The smart restaurateur of the 80s prepared elaborate salad bars in which customers had their fill and might have been confused with the over choice of synthetic bacon bits, pickles of all kinds and dressings from ranch to Sicilian.
To me the DSLR is a compact version of that dizzying salad bar. Something I see so often in my photography classes is students looking down at their cameras (checking up on their zebras or in confusion that their camera is not reacting as predicted) instead of looking through them.
I tell my students that the more stringent the parameters for a shooting session, the fewer options considered, the more likely that they will take a picture that they will be proud of.
If those who facebook take the bull by the horns (instruct their cameras to do as they, the photographer, think) and instead of waiting for pictures to happen, make them happen, then we will be less likely to consider every image we see to be fantastic, when it isn’t.
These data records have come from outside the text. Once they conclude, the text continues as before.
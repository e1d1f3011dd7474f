use std::f64::consts::TAU;

use serde::{Deserialize, Serialize};

use crate::error::{GeometryError, Result};
use crate::math::arc_2d::{discrete_arc_2d, ArcSpan};
use crate::math::{Matrix4, Point2, Point3, Vector3, TOLERANCE};

use super::Curve;

/// A circular arc in 3D space.
///
/// Defined by a center, radius, normal axis, and a reference direction
/// for the zero-angle. The parametric form sweeps from `start_angle`
/// to `end_angle` (in radians, `end_angle > start_angle`) counter-clockwise
/// around the normal axis.
#[derive(Debug, Clone, PartialEq, Serialize, Deserialize)]
pub struct Arc {
    center: Point3,
    radius: f64,
    normal: Vector3,
    ref_dir: Vector3,
    start_angle: f64,
    end_angle: f64,
}

impl Arc {
    /// Creates a new arc.
    ///
    /// # Arguments
    ///
    /// * `center` - Center of the arc circle
    /// * `radius` - Radius (must be positive)
    /// * `normal` - Normal vector defining the arc plane
    /// * `ref_dir` - Reference direction for angle = 0 (must be perpendicular to normal)
    /// * `start_angle` - Start angle in radians
    /// * `end_angle` - End angle in radians, greater than `start_angle`
    ///
    /// # Errors
    ///
    /// Returns an error if the radius is non-positive, the normal is zero-length,
    /// the reference direction is not perpendicular to the normal, or the
    /// angular range is empty.
    pub fn new(
        center: Point3,
        radius: f64,
        normal: Vector3,
        ref_dir: Vector3,
        start_angle: f64,
        end_angle: f64,
    ) -> Result<Self> {
        if radius < TOLERANCE {
            return Err(GeometryError::Degenerate("arc radius must be positive".into()).into());
        }

        let normal_len = normal.norm();
        if normal_len < TOLERANCE {
            return Err(GeometryError::ZeroVector.into());
        }
        let normal = normal / normal_len;

        let ref_len = ref_dir.norm();
        if ref_len < TOLERANCE {
            return Err(GeometryError::ZeroVector.into());
        }
        let ref_dir = ref_dir / ref_len;

        if normal.dot(&ref_dir).abs() > TOLERANCE {
            return Err(GeometryError::Degenerate(
                "reference direction must be perpendicular to normal".into(),
            )
            .into());
        }

        if end_angle - start_angle < TOLERANCE || end_angle - start_angle > TAU + TOLERANCE {
            return Err(GeometryError::ParameterOutOfRange {
                parameter: "sweep",
                value: end_angle - start_angle,
                min: 0.0,
                max: TAU,
            }
            .into());
        }

        Ok(Self {
            center,
            radius,
            normal,
            ref_dir,
            start_angle,
            end_angle,
        })
    }

    /// Creates a horizontal arc from a plan-view description.
    ///
    /// `start_angle` is measured from +X in the XY plane and `sweep` is signed:
    /// positive runs counter-clockwise seen from +Z.
    ///
    /// # Errors
    ///
    /// Returns an error if the radius is non-positive or the sweep is zero.
    pub fn in_xy(center: Point3, radius: f64, start_angle: f64, sweep: f64) -> Result<Self> {
        if sweep >= 0.0 {
            Self::new(
                center,
                radius,
                Vector3::z(),
                Vector3::x(),
                start_angle,
                start_angle + sweep,
            )
        } else {
            // With normal -Z the binormal is -Y, so world angle θ maps to -θ.
            Self::new(
                center,
                radius,
                -Vector3::z(),
                Vector3::x(),
                -start_angle,
                -start_angle - sweep,
            )
        }
    }

    /// Returns the center of the arc.
    #[must_use]
    pub fn center(&self) -> &Point3 {
        &self.center
    }

    /// Returns the radius of the arc.
    #[must_use]
    pub fn radius(&self) -> f64 {
        self.radius
    }

    /// Returns the normal vector of the arc plane.
    #[must_use]
    pub fn normal(&self) -> &Vector3 {
        &self.normal
    }

    /// Returns the reference direction (angle zero).
    #[must_use]
    pub fn ref_dir(&self) -> &Vector3 {
        &self.ref_dir
    }

    /// Returns the angular extent of the arc.
    #[must_use]
    pub fn sweep(&self) -> f64 {
        self.end_angle - self.start_angle
    }

    /// Returns the arc length.
    #[must_use]
    pub fn length(&self) -> f64 {
        self.radius * self.sweep()
    }

    /// Computes the second axis direction (perpendicular to both normal and `ref_dir`).
    fn binormal(&self) -> Vector3 {
        self.normal.cross(&self.ref_dir)
    }

    fn point_at_angle(&self, t: f64) -> Point3 {
        let binormal = self.binormal();
        self.center + self.ref_dir * (self.radius * t.cos()) + binormal * (self.radius * t.sin())
    }

    /// Returns the start point.
    #[must_use]
    pub fn start_point(&self) -> Point3 {
        self.point_at_angle(self.start_angle)
    }

    /// Returns the end point.
    #[must_use]
    pub fn end_point(&self) -> Point3 {
        self.point_at_angle(self.end_angle)
    }

    /// Returns the point at `fraction` of the sweep.
    #[must_use]
    pub fn point_at_fraction(&self, fraction: f64) -> Point3 {
        self.point_at_angle(self.start_angle + self.sweep() * fraction)
    }

    /// Raw angle of `point` in the arc frame, in `(-π, π]`.
    fn raw_angle(&self, point: &Point3) -> f64 {
        let d = point - self.center;
        d.dot(&self.binormal()).atan2(d.dot(&self.ref_dir))
    }

    /// Angle of `point` unwrapped into `[start_angle, start_angle + TAU)`.
    #[must_use]
    pub fn angle_of(&self, point: &Point3) -> f64 {
        self.start_angle + (self.raw_angle(point) - self.start_angle).rem_euclid(TAU)
    }

    /// Returns `true` if `point` lies on the arc within `tol`.
    #[must_use]
    pub fn contains_point(&self, point: &Point3, tol: f64) -> bool {
        let d = point - self.center;
        if d.dot(&self.normal).abs() > tol {
            return false;
        }
        let planar = d - self.normal * d.dot(&self.normal);
        if (planar.norm() - self.radius).abs() > tol {
            return false;
        }
        if (point - self.start_point()).norm() <= tol || (point - self.end_point()).norm() <= tol {
            return true;
        }
        self.angle_of(point) <= self.end_angle
    }

    /// Reverses the traversal direction while keeping the same point set.
    pub fn reverse(&mut self) {
        self.normal = -self.normal;
        let start = self.start_angle;
        self.start_angle = -self.end_angle;
        self.end_angle = -start;
    }

    /// Applies a similarity transform (rigid motion, uniform scale or mirror).
    ///
    /// # Errors
    ///
    /// Returns an error if the transform collapses the arc plane.
    pub fn transform(&mut self, matrix: &Matrix4) -> Result<()> {
        let binormal = self.binormal();
        let radial = matrix.transform_vector(&(self.ref_dir * self.radius));
        let radius = radial.norm();
        let ref_dir = radial.try_normalize(TOLERANCE).ok_or(GeometryError::ZeroVector)?;
        let binormal = matrix
            .transform_vector(&binormal)
            .try_normalize(TOLERANCE)
            .ok_or(GeometryError::ZeroVector)?;
        *self = Self::new(
            matrix.transform_point(&self.center),
            radius,
            ref_dir.cross(&binormal),
            ref_dir,
            self.start_angle,
            self.end_angle,
        )?;
        Ok(())
    }

    /// Splits the arc at an interior point.
    ///
    /// # Errors
    ///
    /// Returns [`GeometryError::PointNotOnCurve`] if `point` is not on the arc,
    /// or a degenerate-geometry error if it coincides with an endpoint.
    pub fn split_at(&self, point: &Point3, tol: f64) -> Result<(Arc, Arc)> {
        if !self.contains_point(point, tol) {
            return Err(GeometryError::PointNotOnCurve.into());
        }
        let angle = self.angle_of(point).min(self.end_angle);
        let first = Self::new(
            self.center,
            self.radius,
            self.normal,
            self.ref_dir,
            self.start_angle,
            angle,
        )?;
        let second = Self::new(
            self.center,
            self.radius,
            self.normal,
            self.ref_dir,
            angle,
            self.end_angle,
        )?;
        Ok((first, second))
    }

    /// Expresses another arc on the same circle as a span in this arc's frame.
    fn span_of(&self, other: &Arc) -> ArcSpan {
        let sign = self.normal.dot(&other.normal).signum();
        ArcSpan::new(self.raw_angle(&other.start_point()), sign * other.sweep())
    }

    /// Returns `true` if `other` lies on the same circle.
    #[must_use]
    pub fn is_cocircular(&self, other: &Arc, tol: f64) -> bool {
        (self.center - other.center).norm() <= tol
            && (self.radius - other.radius).abs() <= tol
            && self.normal.cross(&other.normal).norm() <= tol
    }

    /// Discretizes the arc into points from start to end (inclusive).
    ///
    /// With a cocircular `mapping` arc, shared portions reuse the mapping's
    /// sample points.
    #[must_use]
    pub fn discretize(&self, tol: f64, mapping: Option<&Arc>) -> Vec<Point3> {
        let span = ArcSpan::new(self.start_angle, self.sweep());
        let mapping = mapping
            .filter(|m| self.is_cocircular(m, tol))
            .map(|m| self.span_of(m));
        let binormal = self.binormal();
        discrete_arc_2d(&Point2::origin(), self.radius, span, mapping, tol)
            .into_iter()
            .map(|p| self.center + self.ref_dir * p.x + binormal * p.y)
            .collect()
    }
}

impl From<Arc> for Curve {
    fn from(arc: Arc) -> Self {
        Curve::Arc(arc)
    }
}

#[cfg(test)]
#[allow(clippy::unwrap_used)]
mod tests {
    use super::*;
    use std::f64::consts::{FRAC_PI_2, PI};

    const TOL: f64 = 1e-9;

    fn p(x: f64, y: f64, z: f64) -> Point3 {
        Point3::new(x, y, z)
    }

    #[test]
    fn xy_arc_counter_clockwise_endpoints() {
        let arc = Arc::in_xy(p(0.0, 0.0, 0.0), 2.0, 0.0, FRAC_PI_2).unwrap();
        assert!((arc.start_point() - p(2.0, 0.0, 0.0)).norm() < TOL);
        assert!((arc.end_point() - p(0.0, 2.0, 0.0)).norm() < TOL);
    }

    #[test]
    fn xy_arc_clockwise_endpoints() {
        let arc = Arc::in_xy(p(0.0, 0.0, 0.0), 1.0, FRAC_PI_2, -FRAC_PI_2).unwrap();
        assert!((arc.start_point() - p(0.0, 1.0, 0.0)).norm() < TOL);
        assert!((arc.end_point() - p(1.0, 0.0, 0.0)).norm() < TOL);
        // Passes through the first quadrant.
        let mid = arc.point_at_fraction(0.5);
        assert!(mid.x > 0.0 && mid.y > 0.0);
    }

    #[test]
    fn reverse_swaps_endpoints() {
        let mut arc = Arc::in_xy(p(1.0, 1.0, 0.0), 1.0, 0.0, PI).unwrap();
        let (s, e) = (arc.start_point(), arc.end_point());
        let mid = arc.point_at_fraction(0.5);
        arc.reverse();
        assert!((arc.start_point() - e).norm() < TOL);
        assert!((arc.end_point() - s).norm() < TOL);
        assert!((arc.point_at_fraction(0.5) - mid).norm() < TOL);
    }

    #[test]
    fn split_keeps_both_halves_on_circle() {
        let arc = Arc::in_xy(p(0.0, 0.0, 0.0), 1.0, 0.0, PI).unwrap();
        let (a, b) = arc.split_at(&p(0.0, 1.0, 0.0), 1e-9).unwrap();
        assert!((a.sweep() - FRAC_PI_2).abs() < TOL);
        assert!((b.sweep() - FRAC_PI_2).abs() < TOL);
        assert!((a.end_point() - b.start_point()).norm() < TOL);
    }

    #[test]
    fn contains_point_rejects_other_half_of_circle() {
        let arc = Arc::in_xy(p(0.0, 0.0, 0.0), 1.0, 0.0, PI).unwrap();
        assert!(arc.contains_point(&p(0.0, 1.0, 0.0), 1e-9));
        assert!(!arc.contains_point(&p(0.0, -1.0, 0.0), 1e-9));
    }

    #[test]
    fn mirror_preserves_point_set() {
        let mut arc = Arc::in_xy(p(2.0, 0.0, 0.0), 1.0, 0.0, FRAC_PI_2).unwrap();
        let mirror = Matrix4::new_nonuniform_scaling(&Vector3::new(-1.0, 1.0, 1.0));
        let mid = arc.point_at_fraction(0.5);
        arc.transform(&mirror).unwrap();
        let expected = p(-mid.x, mid.y, mid.z);
        assert!((arc.point_at_fraction(0.5) - expected).norm() < TOL);
        assert!((arc.start_point() - p(-3.0, 0.0, 0.0)).norm() < TOL);
    }

    #[test]
    fn reversed_partner_discretizes_to_same_points() {
        let arc = Arc::in_xy(p(0.0, 0.0, 0.0), 4.0, 0.0, PI).unwrap();
        let mut partner = arc.clone();
        partner.reverse();
        let forward = arc.discretize(1e-3, Some(&partner));
        let mut backward = partner.discretize(1e-3, Some(&arc));
        backward.reverse();
        assert_eq!(forward.len(), backward.len());
        for (a, b) in forward.iter().zip(&backward) {
            assert!((a - b).norm() < 1e-9, "{a:?} vs {b:?}");
        }
    }
}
The second picture, one of my favourites was one that I never planned (preconceived) but simply happened as I waited for Patrice to be made up for the shoot we were going to collaborate on. When I saw this I quickly put a long 250mm telephoto on my Mamiya and guessed the exposure (the window light on a snowy day). The second picture I planned. It was to be one of my interpretations of La Santa Muerte who is the patron saint of drug smugglers, and other low-life in Mexico, particularly in such states as the State of Sinaola. I knew who my model was going to be and I knew how I was going to light her.